JACKSON HOLE, WYO – Sheriff candidate Slade Ross told Buckrail he wants to clear the air on why he left the Sheriff’s Office in February 2017 after 19 years with the department. On the campaign now for the top cop job at the TCSO, Ross says he’s often asked about what happened.
“Sheriff [Jim] Whalen and I had reached a point we were no longer working well together. We did not agree on many issues facing the sheriff’s office,” Ross said. “I approached another agency, in confidence, about the possibility of a position within the agency. Sheriff Whalen subsequently found out about this conversation and he chose not to believe the reasons I was inquiring about the possibility of a job.”
According to Ross, the relationship went from strained to severed when Whalen found out. He fired Ross and demoted 13-year veteran Lt. Tom Combs to Sergeant. Combs left the department two months later.
At the same time of the office shakeup in mid-February 2017, Whalen also promoted Matt Carr to Lieutenant. Whalen recently named Carr Undersheriff and extended his political endorsement to the candidate for his own job.
Ross explored legal options but was told by a lawyer that although he had a good case, it would be costly and messy. Ross ultimately decided not to put the Sheriff’s Office through that.

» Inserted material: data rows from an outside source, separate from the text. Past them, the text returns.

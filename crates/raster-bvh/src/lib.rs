//! Occlusion culling for a software rasterizer.
//!
//! A [`RasterBvh`] is built once over a static triangle scene. Each frame its
//! node bounds are projected to screen space and walked front to back by a
//! [`BvhVisitor`]; the [`HzbRenderer`] uses a coarse grid of per-tile depth
//! maxima ([`TileCuller`]) to skip subtrees hidden behind what has already
//! been drawn.

pub mod arena;
pub mod bvh;
mod config;
mod error;
mod geometry;
pub mod hzb;
pub mod tiles;

pub use arena::Arena;
pub use bvh::{BuildStats, BvhNode, BvhVisitor, FnVisitor, LEAF_SPLIT_AXIS, LeafCollector, NodeId, NodeKind, RasterBvh, TraversalStats};
pub use config::{BvhConfig, SplitMethod, TileConfig, TraversalMode};
pub use error::BvhError;
pub use geometry::{Aabb, Axis, Face, ProjectedBounds, Scene, SceneView, Vertex};
pub use hzb::HzbRenderer;
pub use tiles::{ScreenRect, TileCuller};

Ross left law enforcement and has been in the private sector since, working for Wyoming Landscape Contractors.
“It has been a refreshing change,’ Ross said. “I have seen law enforcement from a different perspective than I had the previous 19 years. I have met some great new people, made many new connections and developed some new ideas on how to make the sheriff’s office more relatable and ultimately more effective in serving our county.”
Ross added that experience shook his family but, in the end, feels it has strengthened his resolve to become sheriff and helped make him better suited to job, which he has always said should be a nonpartisan position.
Sheriff Jim Whalen declined to comment on the story, calling it a personnel matter that he cannot discuss publicly according to statute.